Aim of the task:
Show each line of the entries below in which the word "ClientStatus" appears.

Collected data

****************************************

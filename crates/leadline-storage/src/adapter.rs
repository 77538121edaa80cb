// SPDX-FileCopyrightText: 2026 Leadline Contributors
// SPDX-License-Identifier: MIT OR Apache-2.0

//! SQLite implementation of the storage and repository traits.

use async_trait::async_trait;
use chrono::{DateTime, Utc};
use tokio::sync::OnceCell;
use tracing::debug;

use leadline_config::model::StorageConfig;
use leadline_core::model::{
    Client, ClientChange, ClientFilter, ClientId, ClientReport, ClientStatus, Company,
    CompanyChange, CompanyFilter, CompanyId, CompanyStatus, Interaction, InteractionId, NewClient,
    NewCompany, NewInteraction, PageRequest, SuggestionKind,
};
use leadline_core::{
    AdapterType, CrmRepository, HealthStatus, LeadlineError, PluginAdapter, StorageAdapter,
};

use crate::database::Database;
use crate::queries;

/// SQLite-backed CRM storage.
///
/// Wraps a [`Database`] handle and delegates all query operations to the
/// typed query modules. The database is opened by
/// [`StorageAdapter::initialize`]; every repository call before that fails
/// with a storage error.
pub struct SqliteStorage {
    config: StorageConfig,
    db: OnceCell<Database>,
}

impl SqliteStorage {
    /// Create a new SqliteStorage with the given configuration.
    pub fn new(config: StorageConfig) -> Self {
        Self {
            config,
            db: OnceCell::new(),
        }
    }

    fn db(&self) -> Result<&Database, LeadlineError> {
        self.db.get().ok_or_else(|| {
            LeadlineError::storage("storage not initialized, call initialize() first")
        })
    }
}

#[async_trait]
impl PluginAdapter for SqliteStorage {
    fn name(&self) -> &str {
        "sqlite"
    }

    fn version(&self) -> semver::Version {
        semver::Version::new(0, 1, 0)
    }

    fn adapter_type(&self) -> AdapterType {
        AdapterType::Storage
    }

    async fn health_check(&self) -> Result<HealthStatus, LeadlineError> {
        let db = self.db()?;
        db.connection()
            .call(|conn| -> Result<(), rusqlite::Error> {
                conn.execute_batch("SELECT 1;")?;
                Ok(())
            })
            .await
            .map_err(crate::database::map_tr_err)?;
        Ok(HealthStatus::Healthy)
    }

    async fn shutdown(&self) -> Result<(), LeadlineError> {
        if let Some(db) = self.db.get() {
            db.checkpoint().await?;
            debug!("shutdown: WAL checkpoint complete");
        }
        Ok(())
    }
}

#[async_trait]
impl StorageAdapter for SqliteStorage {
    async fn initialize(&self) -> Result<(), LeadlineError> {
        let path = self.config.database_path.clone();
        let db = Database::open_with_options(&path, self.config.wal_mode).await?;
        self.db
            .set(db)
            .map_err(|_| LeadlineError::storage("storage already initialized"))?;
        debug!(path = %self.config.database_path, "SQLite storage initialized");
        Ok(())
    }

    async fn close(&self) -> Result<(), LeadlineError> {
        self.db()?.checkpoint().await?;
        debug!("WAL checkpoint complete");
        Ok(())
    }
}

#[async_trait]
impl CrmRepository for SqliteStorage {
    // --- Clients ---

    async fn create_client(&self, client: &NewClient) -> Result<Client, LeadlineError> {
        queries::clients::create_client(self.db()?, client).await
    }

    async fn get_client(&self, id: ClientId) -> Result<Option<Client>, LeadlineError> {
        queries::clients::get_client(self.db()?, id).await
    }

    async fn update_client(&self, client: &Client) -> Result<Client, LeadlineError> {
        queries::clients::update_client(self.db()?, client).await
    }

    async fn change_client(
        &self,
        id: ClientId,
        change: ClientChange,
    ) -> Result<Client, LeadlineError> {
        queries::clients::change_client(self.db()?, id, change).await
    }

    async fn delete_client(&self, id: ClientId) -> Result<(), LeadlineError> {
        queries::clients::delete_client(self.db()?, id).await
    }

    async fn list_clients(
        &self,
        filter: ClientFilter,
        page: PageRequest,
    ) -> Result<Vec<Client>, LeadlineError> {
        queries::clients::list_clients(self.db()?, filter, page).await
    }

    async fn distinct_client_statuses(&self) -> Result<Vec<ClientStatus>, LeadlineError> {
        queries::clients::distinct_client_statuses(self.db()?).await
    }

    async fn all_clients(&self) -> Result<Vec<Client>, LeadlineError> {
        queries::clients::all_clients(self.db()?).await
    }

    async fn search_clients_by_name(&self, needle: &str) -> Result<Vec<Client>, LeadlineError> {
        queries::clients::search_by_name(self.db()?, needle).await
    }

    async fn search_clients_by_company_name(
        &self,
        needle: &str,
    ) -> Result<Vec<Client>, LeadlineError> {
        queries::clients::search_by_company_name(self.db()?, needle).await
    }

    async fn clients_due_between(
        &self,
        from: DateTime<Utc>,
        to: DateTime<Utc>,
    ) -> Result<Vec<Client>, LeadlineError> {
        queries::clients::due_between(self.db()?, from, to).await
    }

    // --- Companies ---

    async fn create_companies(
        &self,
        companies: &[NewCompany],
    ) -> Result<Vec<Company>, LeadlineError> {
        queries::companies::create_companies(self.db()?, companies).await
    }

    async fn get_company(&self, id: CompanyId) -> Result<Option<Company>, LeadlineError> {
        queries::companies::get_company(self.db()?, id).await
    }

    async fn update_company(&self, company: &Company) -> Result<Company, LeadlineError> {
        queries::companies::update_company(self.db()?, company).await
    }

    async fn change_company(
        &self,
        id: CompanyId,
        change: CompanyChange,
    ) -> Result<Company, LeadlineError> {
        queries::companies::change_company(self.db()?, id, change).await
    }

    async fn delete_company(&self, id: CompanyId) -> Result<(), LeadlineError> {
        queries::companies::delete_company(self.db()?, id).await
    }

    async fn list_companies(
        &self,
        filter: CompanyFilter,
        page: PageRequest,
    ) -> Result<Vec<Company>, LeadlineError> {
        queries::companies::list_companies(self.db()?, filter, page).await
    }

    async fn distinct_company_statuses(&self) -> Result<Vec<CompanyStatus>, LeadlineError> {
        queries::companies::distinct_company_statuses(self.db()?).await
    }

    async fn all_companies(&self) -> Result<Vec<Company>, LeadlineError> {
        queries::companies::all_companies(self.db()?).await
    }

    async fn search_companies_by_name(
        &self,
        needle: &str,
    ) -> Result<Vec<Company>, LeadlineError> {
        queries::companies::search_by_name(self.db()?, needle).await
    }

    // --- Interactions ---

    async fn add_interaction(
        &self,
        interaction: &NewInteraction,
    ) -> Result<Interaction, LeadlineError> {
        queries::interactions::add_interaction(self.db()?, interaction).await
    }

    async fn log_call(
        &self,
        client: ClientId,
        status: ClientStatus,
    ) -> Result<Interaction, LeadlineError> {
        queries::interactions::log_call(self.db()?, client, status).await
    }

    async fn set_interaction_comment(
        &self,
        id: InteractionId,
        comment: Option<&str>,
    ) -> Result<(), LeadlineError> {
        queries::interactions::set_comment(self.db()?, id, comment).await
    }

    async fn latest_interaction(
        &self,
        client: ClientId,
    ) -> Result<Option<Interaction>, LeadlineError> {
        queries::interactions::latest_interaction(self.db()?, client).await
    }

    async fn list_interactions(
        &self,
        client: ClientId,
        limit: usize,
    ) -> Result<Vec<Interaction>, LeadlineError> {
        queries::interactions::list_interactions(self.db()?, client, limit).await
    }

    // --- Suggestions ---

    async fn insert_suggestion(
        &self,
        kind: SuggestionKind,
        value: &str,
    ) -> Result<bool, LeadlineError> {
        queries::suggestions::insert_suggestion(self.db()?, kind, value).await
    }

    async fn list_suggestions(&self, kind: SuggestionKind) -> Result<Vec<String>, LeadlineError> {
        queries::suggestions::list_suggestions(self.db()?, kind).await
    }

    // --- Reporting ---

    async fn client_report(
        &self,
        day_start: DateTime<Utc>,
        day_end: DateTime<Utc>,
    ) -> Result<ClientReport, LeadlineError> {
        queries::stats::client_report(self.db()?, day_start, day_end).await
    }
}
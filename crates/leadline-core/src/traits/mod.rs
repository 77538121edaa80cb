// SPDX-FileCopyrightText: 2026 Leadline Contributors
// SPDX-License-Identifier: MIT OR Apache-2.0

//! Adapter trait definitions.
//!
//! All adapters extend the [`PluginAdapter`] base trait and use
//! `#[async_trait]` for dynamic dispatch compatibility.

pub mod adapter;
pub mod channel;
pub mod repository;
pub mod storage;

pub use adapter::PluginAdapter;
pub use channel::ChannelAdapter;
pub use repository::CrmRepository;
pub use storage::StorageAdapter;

****************************************

Your solution:
    Client, ClientChange, ClientFilter, ClientId, ClientReport, ClientStatus, Company,
    async fn distinct_client_statuses(&self) -> Result<Vec<ClientStatus>, LeadlineError> {
        status: ClientStatus,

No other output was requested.